Among the shows in this group include the children’s animated series Niko and the Sword of Light, based on the popular interactive story book iPad app Kickstarted by startup Imaginism Studios. We spoke to founder Bobby Chiu about the deal back when the ink was still fresh on Amazon’s decision to option a series based on his company’s creation, and this one should be among the better offerings in this batch of Pilot season programming, based on the source material.

Other shows in this batch include Cocked, in which a big city business guy encounters a reversal and has to go run his family’s country gun business; Down Dog, about a Yoga instructor whose charmed life starts falling apart; Mad Dogs (dog season for Amazon), which is an hour-long dark comedy starring Steve Zahn and Billy Zane of all people; The Man in the High Castle, an adaptation of a Philip K. Dick book that imagines what would happen is the Allies lost WWII (the most promising sounding IMO); The New Yorker Presents, a docuseries and variety show based on content and editorial selection from the magazine of the same name; Point of Honor, a period drama about the Civil War; and Salem Rogers, a half-hour comedy about a former supermodel who cleaned up in rehab and now has to deal with the real world.

Six new kids shows are also available, including the aforementioned Niko.

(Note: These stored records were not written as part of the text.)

use crate::error::{AppError, Result};
use crate::model::VideoReference;
use crate::tools::MediaSource;
use lazy_static::lazy_static;
use regex::Regex;
use tracing::{info, instrument};
use url::Url;

lazy_static! {
    static ref VIDEO_ID: Regex = Regex::new(r"^[A-Za-z0-9_-]{11}$").unwrap();
}

/// How a user token is interpreted.
#[derive(Debug, Clone, PartialEq, Eq)]
pub enum Token {
    /// An http(s) URL, fetched as-is.
    Url(String),
    /// A bare 11-character video id.
    VideoId(String),
    /// Anything else.
    Search(String),
}

impl Token {
    pub fn classify(raw: &str) -> Token {
        let trimmed = raw.trim();

        if let Ok(url) = Url::parse(trimmed) {
            if matches!(url.scheme(), "http" | "https") && url.host_str().is_some() {
                return Token::Url(trimmed.to_string());
            }
        }

        if VIDEO_ID.is_match(trimmed) {
            return Token::VideoId(trimmed.to_string());
        }

        Token::Search(trimmed.to_string())
    }
}

/// Turns a token into at most `max_results` candidate videos.
///
/// URLs and ids resolve to exactly one reference; queries go through the
/// source's search, keeping its relevance order.
#[instrument(skip(source))]
pub async fn resolve(
    source: &dyn MediaSource,
    raw: &str,
    max_results: usize,
) -> Result<Vec<VideoReference>> {
    let references = match Token::classify(raw) {
        Token::Url(url) => vec![source.lookup(&url).await?],
        Token::VideoId(id) => {
            let url = format!("https://www.youtube.com/watch?v={}", id);
            vec![source.lookup(&url).await?]
        }
        Token::Search(query) => {
            if query.is_empty() {
                return Err(AppError::Resolution("empty search query".to_string()));
            }
            let mut found = source.search(&query, max_results).await?;
            found.truncate(max_results);
            found
        }
    };

    if references.is_empty() {
        return Err(AppError::Resolution(format!("no video found for '{}'", raw)));
    }

    info!(
        "Resolved '{}' to {} candidate(s) via {}",
        raw,
        references.len(),
        source.name()
    );
    Ok(references)
}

Amazon’s model here of putting out a bunch of programs and having them duke it out to see which gets a full production slate is perhaps among the most interesting content creation strategies currently out there, in that by watching them and participating in the process you genuinely feel like you’re having an impact in what gets made.

All of the pilots are available now in the U.S., U.K. and German via Amazon Instant Video, and the kids pilots are also offered as part of Amazon FreeTime Unlimited. Any app or device that can stream Instant Video content can partake, so go take a gander if you’re picking up what Amazon is putting down this pilot season.